Submitted to: Molecular Breeding
Publication Type: Peer Reviewed Journal
Publication Acceptance Date: 2/1/2014
Publication Date: 2/26/2014
Publication URL: http://handle.nal.usda.gov/10113/59470
Citation: Gillman, J.D., Tetlow, A., Hagely, K., Boersma, J.G., Cardinal, A., Rajcan, I., Bilyeu, K.D. 2014. Identification of the molecular genetic basis of the low palmitic acid seed oil trait in soybean mutant line RG3 and association analysis of molecular markers with elevated seed stearic acid and reduced seed palmitic acid. Molecular Breeding. 34:447-455.

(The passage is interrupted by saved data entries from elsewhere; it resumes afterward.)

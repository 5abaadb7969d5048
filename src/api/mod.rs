// ==========================================
// 过程质量控制台 - API 层
// ==========================================
// 职责: 操作员界面调用的业务接口,封装引擎与数据源
// ==========================================

pub mod error;
pub mod inspection_api;

pub use error::{ApiError, ApiResult};
pub use inspection_api::{
    ControlItemStatus, HistoryEvaluation, InspectionApi, InspectionRecord, SamplePoint,
};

Interpretive Summary: Soybean is one of the world’s most important oilseed crops. The fatty acid profile of the oil determines its functionality for food and industrial purposes. Understanding the interaction of different alleles of genes controlling the fatty acid profile of soybean seeds is a necessary step to directed manipulation of the fatty acid profile. The objective of this research was to characterize a soybean population at the molecular and phenotypic fatty acid profile level for changes in the saturated fatty acids, palmitic acid and stearic acid. The results demonstrated a clear effect of novel alleles of previously characterized genes controlling the fatty acid profile of the oil in this soybean population. The impact of the research is the establishment of accurate genotyping platforms to rationally create new soybean germplasm with improved fatty acid profiles in the oil.

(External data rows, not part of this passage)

// ==========================================
// 过程质量控制台 - SQLite 数据源
// ==========================================
// 红线: Repository 不含判定逻辑
// 约束: 所有查询使用参数化,防止 SQL 注入
// 约束: 只读,不写入测量值
// ==========================================

use crate::db::open_sqlite_connection;
use crate::domain::characteristic::{Characteristic, ControlItem, Device};
use crate::domain::limits::LimitSet;
use crate::domain::sample::{Sample, SampleRange};
use crate::repository::data_source::QualityDataSource;
use crate::repository::error::{RepositoryError, RepositoryResult};
use chrono::{Duration, NaiveDate, NaiveDateTime, Timelike};
use rusqlite::{params, Connection, OptionalExtension};
use std::sync::{Arc, Mutex};

/// 时间戳存储格式 (字典序即时间序)
pub const DATETIME_FORMAT: &str = "%Y-%m-%d %H:%M:%S";
/// 日期存储格式
pub const DATE_FORMAT: &str = "%Y-%m-%d";

const CHARACTERISTIC_COLUMNS: &str =
    "characteristic_id, control_item_id, name, lsl, usl, lcl, ucl, cl, unit";

// ==========================================
// SqliteDataSource - SQLite 质量数据源
// ==========================================
pub struct SqliteDataSource {
    conn: Arc<Mutex<Connection>>,
}

impl SqliteDataSource {
    /// 创建数据源实例
    ///
    /// # 参数
    /// - db_path: 数据库文件路径
    ///
    /// # 返回
    /// - Ok(SqliteDataSource): 数据源实例
    /// - Err: 数据库连接错误
    pub fn new(db_path: &str) -> RepositoryResult<Self> {
        let conn = open_sqlite_connection(db_path)
            .map_err(|e| RepositoryError::DatabaseConnectionError(e.to_string()))?;
        Ok(Self {
            conn: Arc::new(Mutex::new(conn)),
        })
    }

    /// 从已有连接创建数据源实例
    pub fn from_connection(conn: Arc<Mutex<Connection>>) -> Self {
        Self { conn }
    }

    /// 获取数据库连接
    fn get_conn(&self) -> RepositoryResult<std::sync::MutexGuard<Connection>> {
        self.conn
            .lock()
            .map_err(|e| RepositoryError::LockError(e.to_string()))
    }
}

// ==========================================
// 行映射
// ==========================================

fn map_characteristic(row: &rusqlite::Row<'_>) -> rusqlite::Result<Characteristic> {
    Ok(Characteristic {
        id: row.get(0)?,
        control_item_id: row.get(1)?,
        name: row.get(2)?,
        limits: LimitSet {
            lsl: row.get(3)?,
            usl: row.get(4)?,
            lcl: row.get(5)?,
            ucl: row.get(6)?,
            cl: row.get(7)?,
            unit: row.get(8)?,
        },
    })
}

fn parse_datetime(field: &str, raw: &str) -> RepositoryResult<NaiveDateTime> {
    NaiveDateTime::parse_from_str(raw, DATETIME_FORMAT).map_err(|e| {
        RepositoryError::FieldValueError {
            field: field.to_string(),
            message: format!("无法解析时间 '{}': {}", raw, e),
        }
    })
}

fn parse_date(field: &str, raw: &str) -> RepositoryResult<NaiveDate> {
    NaiveDate::parse_from_str(raw, DATE_FORMAT).map_err(|e| RepositoryError::FieldValueError {
        field: field.to_string(),
        message: format!("无法解析日期 '{}': {}", raw, e),
    })
}

/// 向上取整到整秒
///
/// 存储精度为秒，窗口起点带亚秒时不能包含截断后的那一秒
fn ceil_to_second(at: NaiveDateTime) -> NaiveDateTime {
    if at.nanosecond() == 0 {
        return at;
    }
    at.with_nanosecond(0)
        .and_then(|t| t.checked_add_signed(Duration::seconds(1)))
        .unwrap_or(at)
}

impl QualityDataSource for SqliteDataSource {
    fn fetch_control_items(&self) -> RepositoryResult<Vec<ControlItem>> {
        let conn = self.get_conn()?;
        let mut stmt = conn.prepare(
            r#"
            SELECT control_item_id, name, process_step, device_id, check_interval_minutes
            FROM control_item
            ORDER BY control_item_id
            "#,
        )?;

        let rows = stmt
            .query_map([], |row| {
                Ok((
                    row.get::<_, String>(0)?,
                    row.get::<_, String>(1)?,
                    row.get::<_, String>(2)?,
                    row.get::<_, Option<String>>(3)?,
                    row.get::<_, i64>(4)?,
                ))
            })?
            .collect::<Result<Vec<_>, _>>()?;

        rows.into_iter()
            .map(|(id, name, process_step, device_id, interval)| {
                let check_interval_minutes =
                    u32::try_from(interval).map_err(|_| RepositoryError::FieldValueError {
                        field: "check_interval_minutes".to_string(),
                        message: format!("control_item={} 巡检间隔非法: {}", id, interval),
                    })?;
                Ok(ControlItem {
                    id,
                    name,
                    process_step,
                    device_id,
                    check_interval_minutes,
                })
            })
            .collect()
    }

    fn fetch_characteristics(
        &self,
        control_item_id: &str,
    ) -> RepositoryResult<Vec<Characteristic>> {
        let conn = self.get_conn()?;
        let sql = format!(
            "SELECT {} FROM characteristic WHERE control_item_id = ?1 ORDER BY characteristic_id",
            CHARACTERISTIC_COLUMNS
        );
        let mut stmt = conn.prepare(&sql)?;
        let found = stmt
            .query_map(params![control_item_id], map_characteristic)?
            .collect::<Result<Vec<_>, _>>()?;
        Ok(found)
    }

    fn find_characteristic(
        &self,
        characteristic_id: &str,
    ) -> RepositoryResult<Option<Characteristic>> {
        let conn = self.get_conn()?;
        let sql = format!(
            "SELECT {} FROM characteristic WHERE characteristic_id = ?1",
            CHARACTERISTIC_COLUMNS
        );
        let mut stmt = conn.prepare(&sql)?;
        let found = stmt
            .query_row(params![characteristic_id], map_characteristic)
            .optional()?;
        Ok(found)
    }

    fn fetch_devices(&self) -> RepositoryResult<Vec<Device>> {
        let conn = self.get_conn()?;
        let mut stmt = conn.prepare(
            "SELECT device_id, name, calibrated_until FROM device ORDER BY device_id",
        )?;

        let rows = stmt
            .query_map([], |row| {
                Ok((
                    row.get::<_, String>(0)?,
                    row.get::<_, String>(1)?,
                    row.get::<_, Option<String>>(2)?,
                ))
            })?
            .collect::<Result<Vec<_>, _>>()?;

        rows.into_iter()
            .map(|(id, name, calibrated_until)| {
                let calibrated_until = calibrated_until
                    .as_deref()
                    .map(|raw| parse_date("calibrated_until", raw))
                    .transpose()?;
                Ok(Device {
                    id,
                    name,
                    calibrated_until,
                })
            })
            .collect()
    }

    fn fetch_samples(
        &self,
        characteristic_id: &str,
        range: &SampleRange,
    ) -> RepositoryResult<Vec<Sample>> {
        let conn = self.get_conn()?;
        let from_str = ceil_to_second(range.from).format(DATETIME_FORMAT).to_string();
        let to_str = range.to.format(DATETIME_FORMAT).to_string();

        let mut stmt = conn.prepare(
            r#"
            SELECT sample_id, characteristic_id, value, measured_at, operator, device_id
            FROM sample
            WHERE characteristic_id = ?1 AND measured_at >= ?2 AND measured_at <= ?3
            ORDER BY measured_at, sample_id
            "#,
        )?;

        let rows = stmt
            .query_map(params![characteristic_id, from_str, to_str], |row| {
                Ok((
                    row.get::<_, String>(0)?,
                    row.get::<_, String>(1)?,
                    row.get::<_, f64>(2)?,
                    row.get::<_, String>(3)?,
                    row.get::<_, Option<String>>(4)?,
                    row.get::<_, Option<String>>(5)?,
                ))
            })?
            .collect::<Result<Vec<_>, _>>()?;

        rows.into_iter()
            .map(
                |(sample_id, characteristic_id, value, measured_at, operator, device_id)| {
                    Ok(Sample {
                        measured_at: parse_datetime("measured_at", &measured_at)?,
                        sample_id,
                        characteristic_id,
                        value,
                        operator,
                        device_id,
                    })
                },
            )
            .collect()
    }
}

Technical Abstract: The fatty acid composition of vegetable oil is becoming increasingly critical for the ultimate functionality and utilization in foods and industrial products. Partial chemical hydrogenation of soybean oil increases oxidative stability and shelf life but also results in the introduction of trans fats as an unavoidable byproduct. Due to mandatory labeling of consumer products containing trans fats, conventional soybean oil has lost the ability to deliver the most appropriate economical functionality and oxidative stability, particularly for baking applications. Genetic improvement of the fatty acid profile of soybean oil is one method to meet requirements for oil feedstocks. In this report, we characterize three mutant genetic loci controlling the saturated fatty acid content of soybean oil: two genes additively reduce palmitic acid content (fap1 and fap3-ug), and one gene independently elevates stearic acid content (fas). We identified a new null allele of fap3-ug/GmFATB1A (derived from line ELLP2), as well as a splicing defect mutation in a beta-ketoacyl-[acyl-carrier-protein] synthase III (KASIII) candidate gene located in the region mapped to fap1, derived originally from EMS mutant line C1726 (Cardinal et al. 2013). Molecular marker assays have been developed to track these causative mutations in a recombinant inbred line population segregating for fap1, fap3-ug, and a novel fas allele. We also report evidence for an additional unidentified minor gene enhancing the stearic acid content in lines derived from RG7.